Run Blocking: Hands vs Shoulder Pads

The Tools in your Toolbox

Much like a skilled carpenter building a house, to be a great lineman you must have the proper tools to get the job done. Of course, just as important as having the right tools is knowing how and when to use them.

The objective for offensive lineman is to engage, move and/or control defenders on each and every play.

Each time you enter a block, you have to decide what “tools” you will use to achieve that, and, in almost every RUN BLOCK, you have to decide:

“Should I engage the target with my HANDS or with my PADS?

There are clear-cut situations and benefits to each approach and the world’s best offensive linemen certainly use both and understand “why” and “when” to do so.

Today, we will attempt to boil it down to a science and give some examples to help you make the better decision and win more blocks, more often!

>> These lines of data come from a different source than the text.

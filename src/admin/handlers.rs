use axum::{extract::State, Json};
use serde::Serialize;

use crate::http::server::AppState;
use crate::resilience::CircuitSnapshot;

#[derive(Serialize)]
pub struct SystemStatus {
    pub version: &'static str,
    pub status: &'static str,
    pub open_circuits: usize,
}

pub async fn get_status(State(state): State<AppState>) -> Json<SystemStatus> {
    let open_circuits = state
        .breakers
        .snapshots()
        .iter()
        .filter(|s| s.state != crate::resilience::CircuitState::Closed)
        .count();

    Json(SystemStatus {
        version: env!("CARGO_PKG_VERSION"),
        status: if open_circuits == 0 { "operational" } else { "degraded" },
        open_circuits,
    })
}

pub async fn get_circuits(State(state): State<AppState>) -> Json<Vec<CircuitSnapshot>> {
    Json(state.breakers.snapshots())
}
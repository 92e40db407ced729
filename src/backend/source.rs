//! Connection acquisition seam for the stored-procedure backend.
//!
//! # Design Decisions
//! - A connection is a scoped resource: dropping it releases it
//! - Trait methods return boxed futures so sources can live behind `Arc<dyn _>`

use std::time::Duration;

use futures_util::future::BoxFuture;
use serde_json::{Map, Value};

use crate::backend::error::BackendError;
use crate::backend::types::ProcedureCall;

/// A live connection to the procedure backend.
pub trait ProcedureConnection: Send {
    /// Execute one procedure and return its raw result map.
    fn call<'a>(
        &'a mut self,
        call: &'a ProcedureCall,
    ) -> BoxFuture<'a, Result<Map<String, Value>, BackendError>>;

    /// Check the connection is usable within `timeout`.
    fn is_valid(&mut self, timeout: Duration) -> BoxFuture<'_, Result<bool, BackendError>>;
}

/// Hands out connections, typically from a bounded pool.
pub trait ConnectionSource: Send + Sync {
    fn acquire(&self) -> BoxFuture<'_, Result<Box<dyn ProcedureConnection>, BackendError>>;
}
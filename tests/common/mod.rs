//! Shared utilities for integration tests.

#![allow(dead_code)]

use std::net::SocketAddr;
use std::sync::atomic::{AtomicUsize, Ordering};
use std::sync::{Arc, Mutex};
use std::time::Duration;

use axum::body::{to_bytes, Body};
use axum::http::{HeaderMap, Request, StatusCode};
use axum::Router;
use futures_util::future::BoxFuture;
use serde_json::{json, Map, Value};
use tokio::net::TcpListener;
use tower::ServiceExt;

use outage_gateway::backend::{BackendError, ConnectionSource, ProcedureCall, ProcedureConnection};
use outage_gateway::config::GatewayConfig;
use outage_gateway::HttpServer;

/// What the scripted backend does for one call.
#[derive(Debug, Clone)]
pub enum Reply {
    Result(i64, Option<&'static str>),
    Raw(Value),
    Fail(&'static str),
    Panic,
    Hang,
}

type Script = Arc<dyn Fn(usize, &ProcedureCall) -> Reply + Send + Sync>;

#[derive(Default)]
pub struct Probe {
    pub calls: AtomicUsize,
    pub acquired: AtomicUsize,
    pub released: AtomicUsize,
    pub received: Mutex<Vec<ProcedureCall>>,
}

/// In-memory procedure backend driven by a script.
pub struct ScriptedSource {
    script: Script,
    valid: Arc<Mutex<bool>>,
    pub probe: Arc<Probe>,
}

impl ScriptedSource {
    /// The script receives the zero-based call index and the call itself.
    pub fn new<F>(script: F) -> Arc<Self>
    where
        F: Fn(usize, &ProcedureCall) -> Reply + Send + Sync + 'static,
    {
        Arc::new(Self {
            script: Arc::new(script),
            valid: Arc::new(Mutex::new(true)),
            probe: Arc::new(Probe::default()),
        })
    }

    /// Always answer with the same reply.
    pub fn fixed(reply: Reply) -> Arc<Self> {
        Self::new(move |_, _| reply.clone())
    }

    pub fn set_valid(&self, valid: bool) {
        *self.valid.lock().unwrap() = valid;
    }

    pub fn calls(&self) -> usize {
        self.probe.calls.load(Ordering::SeqCst)
    }

    pub fn acquired(&self) -> usize {
        self.probe.acquired.load(Ordering::SeqCst)
    }

    pub fn released(&self) -> usize {
        self.probe.released.load(Ordering::SeqCst)
    }

    pub fn last_call(&self) -> Option<ProcedureCall> {
        self.probe.received.lock().unwrap().last().cloned()
    }
}

impl ConnectionSource for ScriptedSource {
    fn acquire(&self) -> BoxFuture<'_, Result<Box<dyn ProcedureConnection>, BackendError>> {
        Box::pin(async move {
            self.probe.acquired.fetch_add(1, Ordering::SeqCst);
            Ok(Box::new(ScriptedConnection {
                script: self.script.clone(),
                valid: self.valid.clone(),
                probe: self.probe.clone(),
            }) as Box<dyn ProcedureConnection>)
        })
    }
}

struct ScriptedConnection {
    script: Script,
    valid: Arc<Mutex<bool>>,
    probe: Arc<Probe>,
}

impl ProcedureConnection for ScriptedConnection {
    fn call<'a>(
        &'a mut self,
        call: &'a ProcedureCall,
    ) -> BoxFuture<'a, Result<Map<String, Value>, BackendError>> {
        Box::pin(async move {
            let index = self.probe.calls.fetch_add(1, Ordering::SeqCst);
            self.probe.received.lock().unwrap().push(call.clone());

            match (self.script)(index, call) {
                Reply::Result(code, payload) => Ok(result_map(code, payload)),
                Reply::Raw(Value::Object(map)) => Ok(map),
                Reply::Raw(other) => Err(BackendError::Protocol(format!("not a map: {}", other))),
                Reply::Fail(message) => Err(BackendError::Unavailable(message.to_string())),
                Reply::Panic => panic!("scripted backend panic"),
                Reply::Hang => std::future::pending().await,
            }
        })
    }

    fn is_valid(&mut self, _timeout: Duration) -> BoxFuture<'_, Result<bool, BackendError>> {
        Box::pin(async move { Ok(*self.valid.lock().unwrap()) })
    }
}

impl Drop for ScriptedConnection {
    fn drop(&mut self) {
        self.probe.released.fetch_add(1, Ordering::SeqCst);
    }
}

/// A `RETURN_CODE` / `RESULTS_STRING` result map.
pub fn result_map(code: i64, payload: Option<&str>) -> Map<String, Value> {
    let mut map = Map::new();
    map.insert("RETURN_CODE".into(), json!(code));
    if let Some(payload) = payload {
        map.insert("RESULTS_STRING".into(), json!(payload));
    }
    map
}

/// Config with deterministic identity and the admin surface enabled.
pub fn test_config() -> GatewayConfig {
    let mut config = GatewayConfig::default();
    config.service.environment = "test".into();
    config.service.cluster = "east".into();
    config.service.host = "host1".into();
    config.service.api_version = "v1".into();
    config.admin.enabled = true;
    config.admin.api_key = "test-admin-key".into();
    config
}

pub fn router(source: Arc<ScriptedSource>) -> Router {
    router_with(test_config(), source)
}

pub fn router_with(config: GatewayConfig, source: Arc<ScriptedSource>) -> Router {
    HttpServer::new(config, source).router()
}

/// GET request carrying the three correlation headers.
pub fn get(uri: &str) -> Request<Body> {
    Request::builder()
        .uri(uri)
        .header("x-session-id", "session-1")
        .header("x-transaction-id", "txn-1")
        .header("x-client-id", "client-1")
        .body(Body::empty())
        .unwrap()
}

/// GET request with no headers.
pub fn bare_get(uri: &str) -> Request<Body> {
    Request::builder().uri(uri).body(Body::empty()).unwrap()
}

pub struct TestResponse {
    pub status: StatusCode,
    pub headers: HeaderMap,
    pub body: String,
}

impl TestResponse {
    pub fn json(&self) -> Value {
        serde_json::from_str(&self.body).unwrap()
    }

    pub fn correlation_id(&self) -> &str {
        self.headers.get("x-correlation-id").unwrap().to_str().unwrap()
    }
}

pub async fn send(router: &Router, request: Request<Body>) -> TestResponse {
    let response = router.clone().oneshot(request).await.unwrap();
    let status = response.status();
    let headers = response.headers().clone();
    let bytes = to_bytes(response.into_body(), usize::MAX).await.unwrap();
    TestResponse {
        status,
        headers,
        body: String::from_utf8(bytes.to_vec()).unwrap(),
    }
}

/// Start a procedure gateway stub on an ephemeral port.
///
/// `handler` maps the procedure name and request envelope to an HTTP status
/// and JSON body.
pub async fn start_procedure_gateway<F>(handler: F) -> SocketAddr
where
    F: Fn(String, Value) -> (StatusCode, Value) + Send + Sync + 'static,
{
    start_procedure_gateway_at("", handler).await
}

/// Same as `start_procedure_gateway`, with every route mounted under `prefix`.
pub async fn start_procedure_gateway_at<F>(prefix: &str, handler: F) -> SocketAddr
where
    F: Fn(String, Value) -> (StatusCode, Value) + Send + Sync + 'static,
{
    use axum::extract::Path;
    use axum::routing::{get as get_route, post};
    use axum::Json;

    let handler = Arc::new(handler);
    let app = Router::new()
        .route(
            "/procedures/{name}",
            post(move |Path(name): Path<String>, Json(body): Json<Value>| {
                let handler = handler.clone();
                async move {
                    let (status, body) = handler(name, body);
                    (status, Json(body))
                }
            }),
        )
        .route("/health", get_route(|| async { "ok" }));
    let app = if prefix.is_empty() {
        app
    } else {
        Router::new().nest(prefix, app)
    };

    let listener = TcpListener::bind("127.0.0.1:0").await.unwrap();
    let addr = listener.local_addr().unwrap();
    tokio::spawn(async move {
        let _ = axum::serve(listener, app).await;
    });
    addr
}
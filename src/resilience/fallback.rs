//! Fixed service-unavailable fallback.

use crate::backend::{BackendError, BackendResult};
use crate::observability::metrics;
use crate::resilience::circuit_breaker::Rejection;

/// Status code the fallback reports.
pub const FALLBACK_STATUS: i64 = 503;

/// Payload the fallback reports.
pub const FALLBACK_PAYLOAD: &str =
    r#"{"error":"Service temporarily unavailable. Please retry later."}"#;

/// Produce the fallback result for `operation`. Never fails.
pub fn service_unavailable(operation: &str, rejection: Rejection<BackendError>) -> BackendResult {
    match &rejection {
        Rejection::NotPermitted(state) => {
            tracing::info!(operation = %operation, state = %state, "Serving fallback, circuit not accepting calls");
        }
        Rejection::Failed(e) => {
            tracing::warn!(operation = %operation, error = %e, "Serving fallback after backend failure");
        }
        Rejection::Panicked(message) => {
            tracing::error!(operation = %operation, panic = %message, "Serving fallback after backend panic");
        }
    }
    metrics::record_fallback(operation, rejection.kind());

    BackendResult::new(FALLBACK_STATUS, Some(FALLBACK_PAYLOAD.to_string()))
}
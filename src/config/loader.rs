//! Configuration loading from disk.

use std::fs;
use std::path::Path;

use thiserror::Error;

use crate::config::schema::GatewayConfig;
use crate::config::validation::{validate_config, ValidationError};

/// Error type for configuration loading.
#[derive(Debug, Error)]
pub enum ConfigError {
    #[error("IO error: {0}")]
    Io(#[from] std::io::Error),
    #[error("Parse error: {0}")]
    Parse(#[from] toml::de::Error),
    #[error("Validation failed: {}", join_errors(.0))]
    Validation(Vec<ValidationError>),
}

fn join_errors(errors: &[ValidationError]) -> String {
    errors
        .iter()
        .map(ToString::to_string)
        .collect::<Vec<_>>()
        .join(", ")
}

/// Parse and validate configuration from TOML text.
pub fn parse_config(content: &str) -> Result<GatewayConfig, ConfigError> {
    let config: GatewayConfig = toml::from_str(content)?;
    validate_config(&config).map_err(ConfigError::Validation)?;
    Ok(config)
}

/// Load and validate configuration from a TOML file.
pub fn load_config(path: &Path) -> Result<GatewayConfig, ConfigError> {
    let content = fs::read_to_string(path)?;
    parse_config(&content)
}
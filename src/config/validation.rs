//! Configuration validation.
//!
//! # Responsibilities
//! - Semantic validation (serde handles syntactic)
//! - Validate value ranges (timeouts > 0, thresholds within bounds)
//! - Check addresses and URLs parse
//!
//! # Design Decisions
//! - Returns all validation errors, not just first
//! - Validation is pure function: GatewayConfig → Result<(), Vec<ValidationError>>
//! - Runs before config is accepted into the system

use std::net::SocketAddr;

use thiserror::Error;
use url::Url;

use crate::config::schema::{CircuitBreakerConfig, GatewayConfig};

/// A single semantic problem in the configuration.
#[derive(Debug, Clone, PartialEq, Error)]
#[error("{field}: {message}")]
pub struct ValidationError {
    pub field: String,
    pub message: String,
}

impl ValidationError {
    fn new(field: impl Into<String>, message: impl Into<String>) -> Self {
        Self {
            field: field.into(),
            message: message.into(),
        }
    }
}

/// Validate a parsed configuration, collecting every error found.
pub fn validate_config(config: &GatewayConfig) -> Result<(), Vec<ValidationError>> {
    let mut errors = Vec::new();

    if config.listener.bind_address.parse::<SocketAddr>().is_err() {
        errors.push(ValidationError::new(
            "listener.bind_address",
            format!("'{}' is not a socket address", config.listener.bind_address),
        ));
    }

    if config.observability.metrics_enabled
        && config.observability.metrics_address.parse::<SocketAddr>().is_err()
    {
        errors.push(ValidationError::new(
            "observability.metrics_address",
            format!("'{}' is not a socket address", config.observability.metrics_address),
        ));
    }

    if Url::parse(&config.backend.base_url).is_err() {
        errors.push(ValidationError::new(
            "backend.base_url",
            format!("'{}' is not a valid URL", config.backend.base_url),
        ));
    }
    if config.backend.max_connections == 0 {
        errors.push(ValidationError::new("backend.max_connections", "must be greater than 0"));
    }
    if config.backend.call_timeout_ms == 0 {
        errors.push(ValidationError::new("backend.call_timeout_ms", "must be greater than 0"));
    }
    if config.backend.acquire_timeout_ms == 0 {
        errors.push(ValidationError::new("backend.acquire_timeout_ms", "must be greater than 0"));
    }
    if config.backend.validation_timeout_secs == 0 {
        errors.push(ValidationError::new(
            "backend.validation_timeout_secs",
            "must be greater than 0",
        ));
    }
    if config.timeouts.request_secs == 0 {
        errors.push(ValidationError::new("timeouts.request_secs", "must be greater than 0"));
    }

    validate_breaker("circuit_breaker.defaults", &config.circuit_breaker.defaults, &mut errors);
    for name in config.circuit_breaker.operations.keys() {
        let effective = config.circuit_breaker.for_operation(name);
        validate_breaker(&format!("circuit_breaker.operations.{}", name), &effective, &mut errors);
    }

    if config.admin.enabled && config.admin.api_key.trim().is_empty() {
        errors.push(ValidationError::new("admin.api_key", "must not be empty when admin is enabled"));
    }

    if errors.is_empty() {
        Ok(())
    } else {
        Err(errors)
    }
}

fn validate_breaker(prefix: &str, breaker: &CircuitBreakerConfig, errors: &mut Vec<ValidationError>) {
    if breaker.sliding_window_size == 0 {
        errors.push(ValidationError::new(
            format!("{}.sliding_window_size", prefix),
            "must be greater than 0",
        ));
    }
    if breaker.minimum_calls == 0 || breaker.minimum_calls > breaker.sliding_window_size {
        errors.push(ValidationError::new(
            format!("{}.minimum_calls", prefix),
            "must be between 1 and sliding_window_size",
        ));
    }
    if !(breaker.failure_rate_threshold > 0.0 && breaker.failure_rate_threshold <= 100.0) {
        errors.push(ValidationError::new(
            format!("{}.failure_rate_threshold", prefix),
            "must be in (0, 100]",
        ));
    }
    if breaker.half_open_trial_calls == 0 {
        errors.push(ValidationError::new(
            format!("{}.half_open_trial_calls", prefix),
            "must be greater than 0",
        ));
    }
}
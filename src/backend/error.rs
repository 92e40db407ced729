//! Backend failure taxonomy.

use thiserror::Error;

/// Why a backend call did not produce a usable result.
///
/// Both variants count as failures for circuit breaker accounting.
#[derive(Debug, Clone, PartialEq, Eq, Error)]
pub enum BackendError {
    /// Connection refused, pool exhausted, or deadline exceeded.
    #[error("backend unavailable: {0}")]
    Unavailable(String),

    /// The backend answered with a result of the wrong shape.
    #[error("backend protocol error: {0}")]
    Protocol(String),
}

impl BackendError {
    /// Short label for metrics and logs.
    pub fn kind(&self) -> &'static str {
        match self {
            BackendError::Unavailable(_) => "unavailable",
            BackendError::Protocol(_) => "protocol",
        }
    }
}
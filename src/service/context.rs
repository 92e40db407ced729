//! Per-request correlation metadata.

use std::time::SystemTime;

use axum::http::HeaderMap;
use thiserror::Error;
use uuid::Uuid;

use crate::config::ServiceConfig;

pub const SESSION_ID_HEADER: &str = "x-session-id";
pub const TRANSACTION_ID_HEADER: &str = "x-transaction-id";
pub const CLIENT_ID_HEADER: &str = "x-client-id";
pub const CORRELATION_ID_HEADER: &str = "x-correlation-id";

/// Request rejected before any backend interaction.
#[derive(Debug, Clone, PartialEq, Eq, Error)]
pub enum RequestError {
    #[error("Missing required header: {0}")]
    MissingHeader(&'static str),

    #[error("Invalid path parameter: {0}")]
    InvalidPath(String),

    #[error("Invalid query parameters: {0}")]
    InvalidQuery(String),
}

/// Correlation metadata owned by one request.
#[derive(Debug, Clone, PartialEq, Eq)]
pub struct RequestContext {
    pub correlation_id: String,
    pub session_id: String,
    pub transaction_id: String,
    pub client_id: String,
    pub received_at: SystemTime,
}

impl RequestContext {
    /// Build the context, requiring non-blank session, transaction and client headers.
    pub fn from_headers(headers: &HeaderMap, correlation_id: String) -> Result<Self, RequestError> {
        Ok(Self {
            session_id: required(headers, SESSION_ID_HEADER)?,
            transaction_id: required(headers, TRANSACTION_ID_HEADER)?,
            client_id: required(headers, CLIENT_ID_HEADER)?,
            correlation_id,
            received_at: SystemTime::now(),
        })
    }
}

fn required(headers: &HeaderMap, name: &'static str) -> Result<String, RequestError> {
    headers
        .get(name)
        .and_then(|v| v.to_str().ok())
        .map(str::trim)
        .filter(|v| !v.is_empty())
        .map(str::to_string)
        .ok_or(RequestError::MissingHeader(name))
}

/// Builds correlation IDs of the form
/// `{environment}.{cluster}:{host}:{operation}-{version}:{uuid}`.
#[derive(Debug, Clone)]
pub struct CorrelationIdGenerator {
    prefix: String,
    version: String,
}

impl CorrelationIdGenerator {
    pub fn new(service: &ServiceConfig) -> Self {
        Self {
            prefix: format!("{}.{}:{}", service.environment, service.cluster, service.host_tag()),
            version: service.api_version.clone(),
        }
    }

    pub fn generate(&self, operation: &str) -> String {
        format!(
            "{}:{}-{}:{}",
            self.prefix,
            operation,
            self.version,
            Uuid::new_v4().simple()
        )
    }
}
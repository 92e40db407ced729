//! Lifecycle management subsystem.
//!
//! # Data Flow
//! ```text
//! Startup (main.rs):
//!     Load config → Validate → Logging/metrics → Build server → Bind listener
//!
//! Shutdown (shutdown.rs):
//!     Signal received (signals.rs) → Stop accepting → Drain in-flight → Exit
//! ```

pub mod shutdown;
pub mod signals;

pub use shutdown::Shutdown;
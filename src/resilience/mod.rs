//! Resilience subsystem.
//!
//! # Data Flow
//! ```text
//! Guarded backend call:
//!     → registry.rs (breaker for this operation name)
//!     → circuit_breaker.rs (admit, run, record outcome in window.rs)
//!     → On rejection or failure: fallback.rs (fixed 503 result)
//! ```
//!
//! # Design Decisions
//! - No automatic retries; one logical call is at most one backend attempt
//! - Timeouts belong to the backend adapter so failures are counted promptly
//! - Circuit state is owned by an injectable registry, not a global

pub mod circuit_breaker;
pub mod fallback;
pub mod registry;
pub mod window;

pub use circuit_breaker::{CircuitBreaker, CircuitSnapshot, CircuitState, Rejection};
pub use registry::CircuitBreakerRegistry;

So, when should you engage with your hands, and in what situations would you want to use your pads? To get to the answer, you have to look at the characteristics and benefits of each technique.

Benefits of Using Hands

Your arm length is roughly 40% of your body height. Using these long versatile tools is crucial in the all aspects of the game of football and especially in OL Play. Here’s why:

Reach:

Using the extended hands to run block gives you extra reach to engage your opponent from a further distance than you would if you didn’t use your arms at all.

Total Leverage:

Getting your hands involved allows for you to bring more top-end leverage to a block- which just means that you can continue to lift someone when your hips and legs get extended toward the end of a play. Your arm length effectively extends your body as a lever, giving you a much wider and taller range of lift compared to not using your hands at all.

Balance and Control:

Using your hands to drive someone, when done properly, helps you not to lean as much of your weight forward onto your target and keeps your center of gravity closer to your own feet. The extension between you and your target should allow you to react to their attempts to get away from you, keeping you in a winning position. This is the reason the hands are used so often in pass protection.

“Legal Holding”:

Great linemen possess serious grip strength, which is for good reason: Grabbing and squeezing your defender while blocking him is pivotal in controlling him and taking him in directions that you want him to go. Just remember- keep your hands and elbows inside to avoid those holding calls!

Benefits of Using The Pads

The hands are great tools but there are certainly good reasons to sometimes leave them out of the equation. Here are the benefits of going “old school” and lowering your shoulder into contact:

Pure Violence:

Whether you are entering contact at extreme speeds or need to bulldoze a 330lb DT off of the ball for a 4th and 1 QB sneak, using your pads allows you to make the bone-crunching hits that would put your hands at risk of being crushed and possibly broken, if you tried to use them instead.

Torque:

Getting under someone’s pads with your body allows you to be much more powerful over a short distance- which I would refer to as torque. You are both shortening the lever of your body and cutting out 3 “hinges” in the equation- your shoulders, elbows and wrists, which are all inferior power generators compared to your hips and legs. The transfer of power will be much more direct through his body; Your leg and hip strength will be felt by the defender much more suddenly and as a result he will get “Jolted” and set off balance quickly.

Positioning:

A huge factor in shoulder blocking: When you successfully hit someone with your right shoulder, they’ll have a hard time getting across your body to your left side immediately, and might be tempted to try and avoid you by going around you to your right side. On gap scheme plays and double teams where “winning” to one side is paramount, this is a big advantage.

The Bottom Line

Use your shoulder pads, instead of your hands, when one or both of these conditions apply:

  1. Violent contact is expected- high velocity impact or heavy/low defender at LOS.

  1. Positioning to one side of the defender is MUCH more important than the other.

Examples for Shoulder/Pad contact

  • Trap pulls
  • Kick out pulls (counter, power)
  • Playside of double team on zone or power
  • Short Yardage ie, QB sneak, FB dive
  • ”Down” Blocks on Power or Counter
  • Backside “Cutoff” blocks

Examples for Hand Strikes:

  • Play-side of “Reach” blocks
  • 1 on 1 on zone plays
  • Back side of double team
  • ”Down” or “Fill” blocks on outside or toss plays
  • Center “Fill” “Off” or “Back” blocks
  • Any time a defender is moving away from you in space (low violence)

The best players in the world transition seamlessly between using their hands and pads, and in most cases even use both at different phases of the same block. You will be at your best if you can master when and why to utilize these effective tools.